DATASET EXCERPTS:
□ □ □ □ □ □ □

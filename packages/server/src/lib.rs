#![cfg_attr(feature = "fail-on-warnings", deny(warnings))]
#![warn(clippy::all, clippy::pedantic, clippy::nursery, clippy::cargo)]
#![allow(clippy::multiple_crate_versions, clippy::cargo_common_metadata)]

//! Actix-Web API server for house price predictions.
//!
//! Serves `POST /predict` for a directly submitted property and
//! `GET /predict/{street}/{city}/{state}` for a property looked up by
//! address. Both answer with the predicted price plus choropleth, bar and
//! line chart data for the frontend.
//!
//! The encoding table and the price model are loaded once at startup and
//! shared read-only by every worker.

mod handlers;
pub mod interactive;

use std::path::Path;
use std::sync::Arc;

use actix_cors::Cors;
use actix_web::{App, HttpServer, middleware, web};
use house_price_encoding::{EncodingError, EncodingTable};
use house_price_listing::zillow::ZillowClient;
use house_price_listing::{ListingError, ListingProvider};
use house_price_model::{LinearRegression, ModelError, PricePredictor};
use thiserror::Error;

const DEFAULT_BIND_ADDR: &str = "127.0.0.1";
const DEFAULT_PORT: u16 = 8000;
const DEFAULT_ALLOWED_ORIGIN: &str = "http://localhost:3000";
const DEFAULT_ENCODING_TABLE_PATH: &str = "model/state_city_encoded_values.json";
const DEFAULT_MODEL_PATH: &str = "model/linear_regression_model.json";

/// Errors that prevent the server from starting.
#[derive(Debug, Error)]
pub enum StartupError {
    /// The encoding table could not be loaded.
    #[error("Failed to load encoding table: {0}")]
    Encoding(#[from] EncodingError),

    /// The price model could not be loaded.
    #[error("Failed to load price model: {0}")]
    Model(#[from] ModelError),

    /// The listing client could not be built.
    #[error("Failed to create listing client: {0}")]
    Listing(#[from] ListingError),

    /// The HTTP server failed to bind or crashed.
    #[error(transparent)]
    Io(#[from] std::io::Error),
}

/// Server settings read from the environment.
#[derive(Debug, Clone, PartialEq, Eq)]
pub struct ServerConfig {
    /// Address to bind (`BIND_ADDR`).
    pub bind_addr: String,
    /// Port to bind (`PORT`).
    pub port: u16,
    /// Browser origin allowed by CORS (`ALLOWED_ORIGIN`).
    pub allowed_origin: String,
    /// Path of the state/city encoding table (`ENCODING_TABLE_PATH`).
    pub encoding_table_path: String,
    /// Path of the linear regression model (`MODEL_PATH`).
    pub model_path: String,
}

impl ServerConfig {
    /// Reads the configuration from environment variables, falling back to
    /// defaults for anything unset.
    #[must_use]
    pub fn from_env() -> Self {
        Self::from_lookup(|key| std::env::var(key).ok())
    }

    fn from_lookup(lookup: impl Fn(&str) -> Option<String>) -> Self {
        let var = |key: &str, default: &str| lookup(key).unwrap_or_else(|| default.to_string());

        let port = match lookup("PORT") {
            Some(p) => p.parse().unwrap_or_else(|_| {
                log::warn!("Invalid PORT '{p}', using {DEFAULT_PORT}");
                DEFAULT_PORT
            }),
            None => DEFAULT_PORT,
        };

        Self {
            bind_addr: var("BIND_ADDR", DEFAULT_BIND_ADDR),
            port,
            allowed_origin: var("ALLOWED_ORIGIN", DEFAULT_ALLOWED_ORIGIN),
            encoding_table_path: var("ENCODING_TABLE_PATH", DEFAULT_ENCODING_TABLE_PATH),
            model_path: var("MODEL_PATH", DEFAULT_MODEL_PATH),
        }
    }
}

/// Shared application state.
pub struct AppState {
    /// State and city encodings the model was trained with.
    pub table: Arc<EncodingTable>,
    /// Price model.
    pub predictor: Arc<dyn PricePredictor>,
    /// Listing lookup for the address route.
    pub listings: Arc<dyn ListingProvider>,
}

/// Registers the API routes and the JSON body configuration.
pub fn configure(cfg: &mut web::ServiceConfig) {
    cfg.app_data(web::JsonConfig::default().error_handler(handlers::json_error))
        .route("/health", web::get().to(handlers::health))
        .route("/predict", web::post().to(handlers::predict))
        .route(
            "/predict/{street}/{city}/{state}",
            web::get().to(handlers::predict_address),
        );
}

/// Starts the house price API server.
///
/// Loads the encoding table and the price model, builds the listing
/// client and starts the Actix-Web HTTP server. The caller is responsible
/// for providing the async runtime (e.g. via `#[actix_web::main]`).
///
/// # Errors
///
/// Returns [`StartupError`] if the encoding table or model cannot be
/// loaded, or if the HTTP server fails to bind or encounters a runtime
/// error.
#[allow(clippy::future_not_send)]
pub async fn run_server() -> Result<(), StartupError> {
    pretty_env_logger::init_custom_env("RUST_LOG");

    let config = ServerConfig::from_env();

    log::info!("Loading encoding table from {}...", config.encoding_table_path);
    let table = EncodingTable::load(Path::new(&config.encoding_table_path))?;

    log::info!("Loading price model from {}...", config.model_path);
    let model = LinearRegression::load(Path::new(&config.model_path))?;

    let listings = ZillowClient::from_env()?;

    let state = web::Data::new(AppState {
        table: Arc::new(table),
        predictor: Arc::new(model),
        listings: Arc::new(listings),
    });

    let ServerConfig {
        bind_addr,
        port,
        allowed_origin,
        ..
    } = config;

    log::info!("Starting server on {bind_addr}:{port} (allowed origin: {allowed_origin})");

    HttpServer::new(move || {
        let cors = Cors::default()
            .allowed_origin(&allowed_origin)
            .allow_any_method()
            .allow_any_header()
            .supports_credentials();

        App::new()
            .wrap(cors)
            .wrap(middleware::Logger::default())
            .app_data(state.clone())
            .configure(configure)
    })
    .bind((bind_addr, port))?
    .run()
    .await?;

    Ok(())
}
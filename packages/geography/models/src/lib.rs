#![cfg_attr(feature = "fail-on-warnings", deny(warnings))]
#![warn(clippy::all, clippy::pedantic, clippy::nursery, clippy::cargo)]
#![allow(clippy::multiple_crate_versions, clippy::cargo_common_metadata)]

//! U.S. state reference data and place-name normalization.
//!
//! The [`states::US_STATES`] list is the single source of truth for which
//! state names the service accepts and for the order of the per-state
//! choropleth series.

pub mod states;

/// Converts a place name to title case for display.
///
/// Every alphabetic character that follows a non-alphabetic character (or
/// starts the string) is upper-cased; all other alphabetic characters are
/// lower-cased. Separators such as spaces, hyphens and apostrophes are kept
/// as-is, so `"winston-salem"` becomes `"Winston-Salem"`.
#[must_use]
pub fn title_case(name: &str) -> String {
    let mut out = String::with_capacity(name.len());
    let mut prev_is_alpha = false;

    for c in name.chars() {
        if c.is_alphabetic() {
            if prev_is_alpha {
                out.extend(c.to_lowercase());
            } else {
                out.extend(c.to_uppercase());
            }
            prev_is_alpha = true;
        } else {
            out.push(c);
            prev_is_alpha = false;
        }
    }

    out
}

/// Lower-cases and trims a place name for use as a lookup key.
#[must_use]
pub fn lookup_key(name: &str) -> String {
    name.trim().to_lowercase()
}

#[cfg(test)]
mod tests {
    use super::*;

    #[test]
    fn title_cases_multi_word_names() {
        assert_eq!(title_case("new york"), "New York");
        assert_eq!(title_case("SALT LAKE CITY"), "Salt Lake City");
        assert_eq!(title_case("austin"), "Austin");
    }

    #[test]
    fn title_case_restarts_after_separators() {
        assert_eq!(title_case("winston-salem"), "Winston-Salem");
        assert_eq!(title_case("o'fallon"), "O'Fallon");
        assert_eq!(title_case("st. louis"), "St. Louis");
    }

    #[test]
    fn title_case_empty() {
        assert_eq!(title_case(""), "");
    }

    #[test]
    fn lookup_key_trims_and_lowercases() {
        assert_eq!(lookup_key("  New York "), "new york");
        assert_eq!(lookup_key("TEXAS"), "texas");
    }
}
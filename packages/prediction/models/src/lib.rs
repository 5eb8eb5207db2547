#![cfg_attr(feature = "fail-on-warnings", deny(warnings))]
#![warn(clippy::all, clippy::pedantic, clippy::nursery, clippy::cargo)]
#![allow(clippy::multiple_crate_versions, clippy::cargo_common_metadata)]

//! Prediction result and chart series types.
//!
//! Chart points serialize to the shapes the dashboard's D3 charts read:
//! `{state, price}`, `{city, price}`, `{living_area, price}` and
//! `{land_area, price}`.

use house_price_property_models::PropertyRecord;
use serde::{Deserialize, Serialize};

/// Predicted price of the property if it were in another state.
#[derive(Debug, Clone, PartialEq, Eq, Serialize, Deserialize)]
pub struct StatePrice {
    /// Canonical state name.
    pub state: String,
    /// Whole-dollar price.
    pub price: u64,
}

/// Predicted price of the property if it were in another city of the same
/// state.
#[derive(Debug, Clone, PartialEq, Eq, Serialize, Deserialize)]
pub struct CityPrice {
    /// Title-cased city name.
    pub city: String,
    /// Whole-dollar price.
    pub price: u64,
}

/// Predicted price at a scaled living area.
#[derive(Debug, Clone, Copy, PartialEq, Eq, Serialize, Deserialize)]
pub struct LivingAreaPrice {
    /// Living area in whole square meters.
    pub living_area: u64,
    /// Whole-dollar price.
    pub price: u64,
}

/// Predicted price at a scaled land area.
#[derive(Debug, Clone, Copy, PartialEq, Eq, Serialize, Deserialize)]
pub struct LandAreaPrice {
    /// Land area in whole square meters.
    pub land_area: u64,
    /// Whole-dollar price.
    pub price: u64,
}

/// The two independent area sweeps.
#[derive(Debug, Clone, Default, PartialEq, Eq, Serialize, Deserialize)]
#[serde(rename_all = "kebab-case")]
pub struct LineChartData {
    /// Living area scaled from 50% to 150%, all else fixed.
    pub living_area_prices: Vec<LivingAreaPrice>,
    /// Land area scaled from 50% to 150%, all else fixed.
    pub land_area_prices: Vec<LandAreaPrice>,
}

/// Everything computed for one property.
#[derive(Debug, Clone, PartialEq)]
pub struct PredictionResult {
    /// Predicted price for the property as given.
    pub prediction: u64,
    /// The validated property.
    pub record: PropertyRecord,
    /// Whole years since the last sale (0 if never sold).
    pub years_since_last_sold: u32,
    /// One entry per reference state, in reference order.
    pub choropleth: Vec<StatePrice>,
    /// One entry per city in the property's state, plus the property's own
    /// city if the table does not list it.
    pub bar: Vec<CityPrice>,
    /// Area sweeps.
    pub line: LineChartData,
}

#[cfg(test)]
mod tests {
    use super::*;

    #[test]
    fn line_chart_serializes_with_chart_keys() {
        let data = LineChartData {
            living_area_prices: vec![LivingAreaPrice {
                living_area: 75,
                price: 100,
            }],
            land_area_prices: vec![LandAreaPrice {
                land_area: 200,
                price: 90,
            }],
        };
        assert_eq!(
            serde_json::to_value(&data).unwrap(),
            serde_json::json!({
                "living-area-prices": [{"living_area": 75, "price": 100}],
                "land-area-prices": [{"land_area": 200, "price": 90}],
            })
        );
    }
}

□ □ □ □ □ □ □

PROBLEM REQUIREMENTS:
Scan the records above. Return every line with "york" in it.

FINISHED TASK:
        assert_eq!(title_case("new york"), "New York");
        assert_eq!(lookup_key("  New York "), "new york");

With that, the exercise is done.